▶ Task details: Every line of the material below needs to be written out exactly, please.

▶ The data:
use std::fmt;

use chrono::{DateTime, Utc};
use serde::{Deserialize, Serialize};
use uuid::Uuid;

/// Unique identifier for an artifact.
#[derive(Debug, Clone, Copy, PartialEq, Eq, Hash, PartialOrd, Ord, Serialize, Deserialize)]
#[serde(transparent)]
pub struct ArtifactId(pub Uuid);

impl ArtifactId {
	/// Generates a new random artifact ID.
	pub fn generate() -> Self {
		Self(Uuid::new_v4())
	}
}

impl fmt::Display for ArtifactId {
	fn fmt(&self, f: &mut fmt::Formatter<'_>) -> fmt::Result {
		self.0.fmt(f)
	}
}

/// Opaque handle to the resource an artifact was generated from.
///
/// The engine never dereferences it; it is carried through persistence so the
/// store can keep the association.
#[derive(Debug, Clone, PartialEq, Eq, Hash, Serialize, Deserialize)]
#[serde(transparent)]
pub struct ResourceHandle(String);

impl ResourceHandle {
	pub fn new(handle: impl Into<String>) -> Self {
		Self(handle.into())
	}

	pub fn as_str(&self) -> &str {
		&self.0
	}
}

/// A generated document: markup, styles, and scripts in a single source.
///
/// The external store owns the durable record. Editors hold a working copy
/// whose `content` is the last content handed to the store.
#[derive(Debug, Clone, PartialEq, Eq, Serialize, Deserialize)]
#[serde(rename_all = "camelCase")]
pub struct Artifact {
	pub id: ArtifactId,
	pub name: String,
	pub content: String,
	#[serde(default, skip_serializing_if = "Option::is_none")]
	pub original_reference: Option<ResourceHandle>,
	pub last_modified: DateTime<Utc>,
}

impl Artifact {
	/// Creates an artifact with a fresh ID, stamped now.
	pub fn new(name: impl Into<String>, content: impl Into<String>) -> Self {
		Self {
			id: ArtifactId::generate(),
			name: name.into(),
			content: content.into(),
			original_reference: None,
			last_modified: Utc::now(),
		}
	}

	pub fn with_reference(mut self, reference: ResourceHandle) -> Self {
		self.original_reference = Some(reference);
		self
	}

	/// Returns a clone carrying `content` and the `at` timestamp.
	///
	/// Identity, name, and the original reference are preserved so stores can
	/// replace their record for the same ID.
	pub fn revised(&self, content: impl Into<String>, at: DateTime<Utc>) -> Self {
		Self {
			id: self.id,
			name: self.name.clone(),
			content: content.into(),
			original_reference: self.original_reference.clone(),
			last_modified: at,
		}
	}
}

#[cfg(test)]
mod tests {
	use super::*;

	#[test]
	fn revised_keeps_identity() {
		let artifact =
			Artifact::new("landing page", "<h1>hi</h1>").with_reference(ResourceHandle::new("upload-7"));
		let later = artifact.last_modified + chrono::Duration::seconds(5);

		let revised = artifact.revised("<h1>hello</h1>", later);

		assert_eq!(revised.id, artifact.id);
		assert_eq!(revised.name, "landing page");
		assert_eq!(revised.content, "<h1>hello</h1>");
		assert_eq!(revised.original_reference, artifact.original_reference);
		assert_eq!(revised.last_modified, later);
	}

	#[test]
	fn serializes_camel_case_without_missing_reference() {
		let artifact = Artifact::new("card", "<p></p>");
		let json = serde_json::to_value(&artifact).unwrap();

		assert!(json.get("lastModified").is_some());
		assert!(json.get("originalReference").is_none());
		assert_eq!(json["id"], serde_json::Value::String(artifact.id.to_string()));

		let back: Artifact = serde_json::from_value(json).unwrap();
		assert_eq!(back, artifact);
	}
}
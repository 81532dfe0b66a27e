//! Preview sandbox backed by a host page on disk.
//!
//! Each mount rewrites the page, so a browser reload shows a fresh sandboxed
//! frame with none of the previous frame's script state.

use std::path::{Path, PathBuf};

use tracing::{trace, warn};
use vellum_editor::{PreviewDocument, PreviewSandbox};

#[derive(Debug)]
pub struct FilePreviewSandbox {
	path: PathBuf,
	mounted: bool,
}

impl FilePreviewSandbox {
	pub fn new(path: impl Into<PathBuf>) -> Self {
		Self {
			path: path.into(),
			mounted: false,
		}
	}

	pub fn path(&self) -> &Path {
		&self.path
	}
}

impl PreviewSandbox for FilePreviewSandbox {
	fn mount(&mut self, document: &PreviewDocument) {
		match std::fs::write(&self.path, document.host_html()) {
			Ok(()) => {
				self.mounted = true;
				trace!(path = %self.path.display(), bytes = document.content.len(), "preview_file.mount");
			}
			Err(error) => {
				warn!(path = %self.path.display(), %error, "preview_file.write_failed");
			}
		}
	}

	fn teardown(&mut self) {
		if !self.mounted {
			return;
		}
		self.mounted = false;
		if let Err(error) = std::fs::write(&self.path, "") {
			warn!(path = %self.path.display(), %error, "preview_file.write_failed");
		}
	}
}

▶ The answer:
use std::fmt;

use chrono::{DateTime, Utc};
use serde::{Deserialize, Serialize};
use uuid::Uuid;

/// Unique identifier for an artifact.
#[derive(Debug, Clone, Copy, PartialEq, Eq, Hash, PartialOrd, Ord, Serialize, Deserialize)]
#[serde(transparent)]
pub struct ArtifactId(pub Uuid);

impl ArtifactId {
	/// Generates a new random artifact ID.
	pub fn generate() -> Self {
		Self(Uuid::new_v4())
	}
}

impl fmt::Display for ArtifactId {
	fn fmt(&self, f: &mut fmt::Formatter<'_>) -> fmt::Result {
		self.0.fmt(f)
	}
}

/// Opaque handle to the resource an artifact was generated from.
///
/// The engine never dereferences it; it is carried through persistence so the
/// store can keep the association.
#[derive(Debug, Clone, PartialEq, Eq, Hash, Serialize, Deserialize)]
#[serde(transparent)]
pub struct ResourceHandle(String);

impl ResourceHandle {
	pub fn new(handle: impl Into<String>) -> Self {
		Self(handle.into())
	}

	pub fn as_str(&self) -> &str {
		&self.0
	}
}

/// A generated document: markup, styles, and scripts in a single source.
///
/// The external store owns the durable record. Editors hold a working copy
/// whose `content` is the last content handed to the store.
#[derive(Debug, Clone, PartialEq, Eq, Serialize, Deserialize)]
#[serde(rename_all = "camelCase")]
pub struct Artifact {
	pub id: ArtifactId,
	pub name: String,
	pub content: String,
	#[serde(default, skip_serializing_if = "Option::is_none")]
	pub original_reference: Option<ResourceHandle>,
	pub last_modified: DateTime<Utc>,
}

impl Artifact {
	/// Creates an artifact with a fresh ID, stamped now.
	pub fn new(name: impl Into<String>, content: impl Into<String>) -> Self {
		Self {
			id: ArtifactId::generate(),
			name: name.into(),
			content: content.into(),
			original_reference: None,
			last_modified: Utc::now(),
		}
	}

	pub fn with_reference(mut self, reference: ResourceHandle) -> Self {
		self.original_reference = Some(reference);
		self
	}

	/// Returns a clone carrying `content` and the `at` timestamp.
	///
	/// Identity, name, and the original reference are preserved so stores can
	/// replace their record for the same ID.
	pub fn revised(&self, content: impl Into<String>, at: DateTime<Utc>) -> Self {
		Self {
			id: self.id,
			name: self.name.clone(),
			content: content.into(),
			original_reference: self.original_reference.clone(),
			last_modified: at,
		}
	}
}

#[cfg(test)]
mod tests {
	use super::*;

	#[test]
	fn revised_keeps_identity() {
		let artifact =
			Artifact::new("landing page", "<h1>hi</h1>").with_reference(ResourceHandle::new("upload-7"));
		let later = artifact.last_modified + chrono::Duration::seconds(5);

		let revised = artifact.revised("<h1>hello</h1>", later);

		assert_eq!(revised.id, artifact.id);
		assert_eq!(revised.name, "landing page");
		assert_eq!(revised.content, "<h1>hello</h1>");
		assert_eq!(revised.original_reference, artifact.original_reference);
		assert_eq!(revised.last_modified, later);
	}

	#[test]
	fn serializes_camel_case_without_missing_reference() {
		let artifact = Artifact::new("card", "<p></p>");
		let json = serde_json::to_value(&artifact).unwrap();

		assert!(json.get("lastModified").is_some());
		assert!(json.get("originalReference").is_none());
		assert_eq!(json["id"], serde_json::Value::String(artifact.id.to_string()));

		let back: Artifact = serde_json::from_value(json).unwrap();
		assert_eq!(back, artifact);
	}
}
repository 81532dfe0b66a27e
//! Preview sandbox backed by a host page on disk.
//!
//! Each mount rewrites the page, so a browser reload shows a fresh sandboxed
//! frame with none of the previous frame's script state.

use std::path::{Path, PathBuf};

use tracing::{trace, warn};
use vellum_editor::{PreviewDocument, PreviewSandbox};

#[derive(Debug)]
pub struct FilePreviewSandbox {
	path: PathBuf,
	mounted: bool,
}

impl FilePreviewSandbox {
	pub fn new(path: impl Into<PathBuf>) -> Self {
		Self {
			path: path.into(),
			mounted: false,
		}
	}

	pub fn path(&self) -> &Path {
		&self.path
	}
}

impl PreviewSandbox for FilePreviewSandbox {
	fn mount(&mut self, document: &PreviewDocument) {
		match std::fs::write(&self.path, document.host_html()) {
			Ok(()) => {
				self.mounted = true;
				trace!(path = %self.path.display(), bytes = document.content.len(), "preview_file.mount");
			}
			Err(error) => {
				warn!(path = %self.path.display(), %error, "preview_file.write_failed");
			}
		}
	}

	fn teardown(&mut self) {
		if !self.mounted {
			return;
		}
		self.mounted = false;
		if let Err(error) = std::fs::write(&self.path, "") {
			warn!(path = %self.path.display(), %error, "preview_file.write_failed");
		}
	}
}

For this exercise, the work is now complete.